Un taxi amarillo fue recreado con 15.000 latas donadas por Wegmans. "Cada artículo donado formó parte de la instalación y, al día siguiente, todo se entregó directamente a organizaciones comunitarias y neoyorquinos necesitados", dijo David Stark, director creativo de Robin Hood, de David Stark Design and Production. Foto: Cortesía de Robin Hood
“Creamos cientos de mini restaurantes, cafeterías, mercados, bodegas y puestos de comida. Cada uno reflejaba tanto los valores de Robin Hood como la identidad real de los barrios de Nueva York”, añadió, señalando que los artículos reciclados incluían alimentos enlatados, productos básicos de despensa, vajilla y otros artículos para el hogar.
Para los visitantes deseosos de profundizar en la historia de Robin Hood, la mini instalación del evento, inspirada en Chinatown, se remontaba a la fundación de la organización sin ánimo de lucro hace 38 años, cuando cinco personas se reunieron en Nueva York para comer comida china y hablar sobre cómo combatir la pobreza.
Ese hilo conductor narrativo se extendió al propio servicio de cena, donde Union Square Events sirvió un menú degustación centrado en la comida china, maridado con tequila Casa Dragones y vino Wölffer.
En otros lugares, enormes letreros con la palabra "ero" destacaban a neoyorquinos comunes y corrientes que contribuyen a sus comunidades de manera significativa. Entre los homenajeados se encontraban desde un portero que gestiona un banco de alimentos desde su coche hasta el chef Rich Torrisi, cuyo grupo Major Food Group apoya a Robin Hood a través de su brazo filantrópico, Major Good.
“La idea no era definir la filantropía de forma restrictiva, sino demostrar que la gente dona de diferentes maneras y que todo ello importa”, dijo Carroll.
La emotiva narración continuó a lo largo de la velada, cuando cartas reales que Robin Hood recibió tras el 11 de septiembre se exhibieron en la decoración del salón durante la interpretación de "New York State of Mind" de Billy Joel por The Lumineers, coincidiendo con el próximo 25 aniversario de los atentados.
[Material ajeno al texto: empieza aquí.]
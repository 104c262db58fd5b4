use serde::{Deserialize, Serialize};
use std::fmt;
use std::str::FromStr;
use uuid::Uuid;

use crate::CoreError;

/// Identifier of an authenticated user, as issued by the identity provider.
///
/// Every store and handler call takes one explicitly; there is no ambient
/// "current user".
#[derive(Debug, Clone, Copy, PartialEq, Eq, Hash, PartialOrd, Ord, Serialize, Deserialize)]
#[serde(transparent)]
pub struct UserId(pub Uuid);

impl UserId {
    pub fn new(id: Uuid) -> Self {
        Self(id)
    }

    pub fn as_uuid(&self) -> Uuid {
        self.0
    }
}

impl fmt::Display for UserId {
    fn fmt(&self, f: &mut fmt::Formatter<'_>) -> fmt::Result {
        self.0.fmt(f)
    }
}

impl FromStr for UserId {
    type Err = CoreError;

    fn from_str(s: &str) -> Result<Self, Self::Err> {
        Uuid::parse_str(s.trim())
            .map(Self)
            .map_err(|e| CoreError::IdentityError(format!("malformed user id '{}': {}", s, e)))
    }
}

impl From<Uuid> for UserId {
    fn from(id: Uuid) -> Self {
        Self(id)
    }
}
Durante la actuación, el público se sumió en un estado de profunda reflexión, recordó Carroll.
“Ese momento representó un momento en el que la ciudad se recordó a sí misma: el dolor, la resiliencia, la generosidad y el amor que siempre han definido a Nueva York en su mejor momento”, dijo refiriéndose a ese emotivo instante.
Incluso la transición a la cena cambió el espectáculo por la emoción. En años anteriores, los invitados eran recibidos en el comedor con bandas de música y espectáculos de patinaje sobre ruedas. Este año, la transformación se produjo a través de una actuación de danza inspirada en Rosalía que, poco a poco, convirtió la hora del cóctel en el plato fuerte.
“El programa en sí fue diseñado con una estructura emocional muy deliberada”, dijo Carroll.
Una vez sentados, los invitados vieron películas que destacaban el impacto de Robin Hood en toda la ciudad. Mark Bezos anunció una donación de 100 millones de dólares como parte de la recién lanzada campaña de la organización, “Campaña para el Futuro: Financiando la Lucha contra la Pobreza”, una ambiciosa iniciativa que busca recaudar mil millones de dólares. Más tarde, el Coro Juvenil de la Ciudad de Nueva York interpretó “Bridge Over Troubled Water”, añadiendo otro momento emotivo a la velada.
“Cuando le pides a la gente que experimente alegría, recuerdos, desamor, urgencia, esperanza y generosidad en una sola noche, el ritmo importa”, dijo Carroll. “Cada segundo tenía que ganarse su lugar”.
Por supuesto, la noche también tuvo espacio para el humor. Pete Davidson ofreció un monólogo que aportó el alivio cómico tan necesario, mientras que P!NK cerró la velada con lo que Carroll calificó como "una actuación extraordinaria".
En esencia, la gala fue un evento benéfico (solo esa noche se recaudaron 73 millones de dólares), pero también una narración cuidadosamente elaborada sobre la propia Nueva York. En toda su resiliencia, complejidad, generosidad y profunda interconexión. Como dijo Carroll, la mayor evolución año tras año fue «la forma en que la misión se integró plenamente en la experiencia de los invitados».